Write down exactly the lines of the listing below, beginning with the one containing "estimate += B_ERR[i]" and closing with the final line.

PROVIDED RECORDS »
::::::::
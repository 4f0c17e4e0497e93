//! Numerical solvers for the Kinetic framework.
//!
//! - [`transient::rkf78`] — adaptive Runge-Kutta-Fehlberg 7(8) integrator that
//!   advances a fixed-length state by exactly the requested time step

pub mod transient;
//! Adaptive Runge-Kutta-Fehlberg 7(8) integrator.
//!
//! # Algorithm
//!
//! Each sub-step evaluates the 13 stages of the Fehlberg 7(8) pair, propagates
//! the eighth-order solution, and uses the difference to the embedded
//! seventh-order solution as the local error estimate. A sub-step is accepted
//! when the largest component error, scaled by `abs_tol + rel_tol * |y|`, is
//! at most one. The next sub-step size follows an I-controller:
//!
//! ```text
//! h_next = h * clamp(0.9 * err^(-1/8), 0.2, 5.0)
//! ```
//!
//! [`Integrator::advance`] sub-steps internally and always lands on exactly
//! `t + dt`: the final sub-step is shortened to reach the target and the clock
//! is set to the target rather than accumulated.
//!
//! # History
//!
//! The step-size estimate carried between advance calls is the integrator's
//! only history. [`Integrator::set_initial_value`] discards it, so a
//! reinitialized integrator behaves exactly like a fresh one.
//!
//! # Failure
//!
//! A failed advance leaves state and time untouched and latches
//! [`Status::Unsuccessful`]. Subsequent advances return [`Outcome::Stalled`]
//! until the integrator is reinitialized.

mod config;
mod error;
mod outcome;
mod tableau;

#[cfg(test)]
mod tests;

pub use config::{Config, ConfigError};
pub use error::Error;
pub use outcome::{Outcome, Status};

use kinetic_core::{Dynamics, state};
use tracing::debug;

use tableau::{A, B, B_ERR, C, STAGES};

const SAFETY: f64 = 0.9;
const MIN_FACTOR: f64 = 0.2;
const MAX_FACTOR: f64 = 5.0;
const EXPONENT: f64 = 1.0 / 8.0;

/// An adaptive integrator that owns one state vector and its clock.
#[derive(Debug, Clone)]
pub struct Integrator<const N: usize> {
    config: Config,
    state: [f64; N],
    time: f64,
    step_hint: Option<f64>,
    status: Status,
    evaluations: u64,
}

impl<const N: usize> Default for Integrator<N> {
    fn default() -> Self {
        Self::new(Config::default())
    }
}

impl<const N: usize> Integrator<N> {
    /// Creates an integrator at `t = 0` with a zero state.
    #[must_use]
    pub fn new(config: Config) -> Self {
        Self {
            config,
            state: [0.0; N],
            time: 0.0,
            step_hint: None,
            status: Status::Successful,
            evaluations: 0,
        }
    }

    /// Replaces the state and time and discards all adaptation history.
    ///
    /// Also clears a latched failure.
    pub fn set_initial_value(&mut self, state: [f64; N], time: f64) {
        self.state = state;
        self.time = time;
        self.step_hint = None;
        self.status = Status::Successful;
    }

    /// Advances the state from `t` to exactly `t + dt`.
    ///
    /// # Errors
    ///
    /// Returns [`Error::InvalidStep`] if `dt` is not finite and positive.
    /// Any other error means the advance failed: state and time are
    /// unchanged and the integrator is now [`Status::Unsuccessful`].
    pub fn advance<D>(
        &mut self,
        dynamics: &D,
        neighbors: &D::Neighbors,
        dt: f64,
    ) -> Result<Outcome, Error>
    where
        D: Dynamics<N> + ?Sized,
    {
        if !dt.is_finite() || dt <= 0.0 {
            return Err(Error::InvalidStep { dt });
        }
        if self.status == Status::Unsuccessful {
            return Ok(Outcome::Stalled);
        }

        let target = self.time + dt;
        match self.integrate(dynamics, neighbors, target) {
            Ok((state, step_hint)) => {
                self.state = state;
                self.time = target;
                self.step_hint = Some(step_hint);
                Ok(Outcome::Advanced)
            }
            Err(err) => {
                debug!(time = self.time, dt, %err, "integrator advance failed");
                self.status = Status::Unsuccessful;
                Err(err)
            }
        }
    }

    /// Returns the current state.
    #[must_use]
    pub fn state(&self) -> &[f64; N] {
        &self.state
    }

    /// Returns the current time.
    #[must_use]
    pub fn time(&self) -> f64 {
        self.time
    }

    #[must_use]
    pub fn status(&self) -> Status {
        self.status
    }

    #[must_use]
    pub fn is_successful(&self) -> bool {
        self.status == Status::Successful
    }

    /// Returns the total number of derivative evaluations made so far.
    #[must_use]
    pub fn evaluations(&self) -> u64 {
        self.evaluations
    }

    #[must_use]
    pub fn config(&self) -> &Config {
        &self.config
    }

    /// Sub-steps from the current time to `target`.
    ///
    /// Returns the state at `target` and the step size to try next.
    fn integrate<D>(
        &mut self,
        dynamics: &D,
        neighbors: &D::Neighbors,
        target: f64,
    ) -> Result<([f64; N], f64), Error>
    where
        D: Dynamics<N> + ?Sized,
    {
        let mut t = self.time;
        let mut y = self.state;
        let mut h = self.step_hint.unwrap_or(target - t);
        let min_step = 16.0 * f64::EPSILON * t.abs().max(target.abs());

        for _ in 0..self.config.max_steps() {
            let remaining = target - t;
            let last = h >= remaining;
            let step = if last { remaining } else { h };

            let (next, error) = self.trial(dynamics, neighbors, t, &y, step)?;
            let factor = step_factor(error);

            if error <= 1.0 {
                if !state::is_finite(&next) {
                    return Err(Error::NonFinite { time: t + step });
                }
                y = next;

                if last {
                    // A shortened final sub-step says nothing about the
                    // step size the dynamics will tolerate next time.
                    let hint = if step < h { h } else { step * factor };
                    return Ok((y, hint));
                }

                t += step;
                h = step * factor;
            } else {
                h = step * factor;
                if h < min_step {
                    return Err(Error::StepSizeTooSmall { time: t, step: h });
                }
            }
        }

        Err(Error::TooManySteps {
            target,
            limit: self.config.max_steps(),
        })
    }

    /// Takes one trial sub-step of size `h` from `(t, y)`.
    ///
    /// Returns the eighth-order solution and its scaled error norm.
    fn trial<D>(
        &mut self,
        dynamics: &D,
        neighbors: &D::Neighbors,
        t: f64,
        y: &[f64; N],
        h: f64,
    ) -> Result<([f64; N], f64), Error>
    where
        D: Dynamics<N> + ?Sized,
    {
        let mut k = [[0.0; N]; STAGES];

        for i in 0..STAGES {
            let mut stage = *y;
            for (a, kj) in A[i].iter().zip(&k[..i]) {
                if *a == 0.0 {
                    continue;
                }
                for (s, rate) in stage.iter_mut().zip(kj) {
                    *s += h * a * rate;
                }
            }

            self.evaluations += 1;
            k[i] = dynamics
                .derivative(t + C[i] * h, &stage, neighbors)
                .map_err(Error::dynamics)?;
        }

        let mut next = *y;
        let mut error: f64 = 0.0;

        for n in 0..N {
            let mut increment = 0.0;
            let mut estimate = 0.0;
            for (i, stage) in k.iter().enumerate() {
                increment += B[i] * stage[n];
                estimate += B_ERR[i] * stage[n];
            }
            next[n] += h * increment;

            let scale = self.config.abs_tol()
                + self.config.rel_tol() * y[n].abs().max(next[n].abs());
            let scaled = (h * estimate).abs() / scale;

            // NaN must register as a failed trial, not be ignored by `max`.
            if scaled.is_nan() {
                error = f64::INFINITY;
            } else {
                error = error.max(scaled);
            }
        }

        Ok((next, error))
    }
}

/// Step-size multiplier for a scaled error norm.
fn step_factor(error: f64) -> f64 {
    if error == 0.0 {
        MAX_FACTOR
    } else if !error.is_finite() {
        MIN_FACTOR
    } else {
        (SAFETY * error.powf(-EXPONENT)).clamp(MIN_FACTOR, MAX_FACTOR)
    }
}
::::::::
ANSWER BOX »
                estimate += B_ERR[i] * stage[n];
            }
            next[n] += h * increment;

            let scale = self.config.abs_tol()
                + self.config.rel_tol() * y[n].abs().max(next[n].abs());
            let scaled = (h * estimate).abs() / scale;

            // NaN must register as a failed trial, not be ignored by `max`.
            if scaled.is_nan() {
                error = f64::INFINITY;
            } else {
                error = error.max(scaled);
            }
        }

        Ok((next, error))
    }
}

/// Step-size multiplier for a scaled error norm.
fn step_factor(error: f64) -> f64 {
    if error == 0.0 {
        MAX_FACTOR
    } else if !error.is_finite() {
        MIN_FACTOR
    } else {
        (SAFETY * error.powf(-EXPONENT)).clamp(MIN_FACTOR, MAX_FACTOR)
    }
}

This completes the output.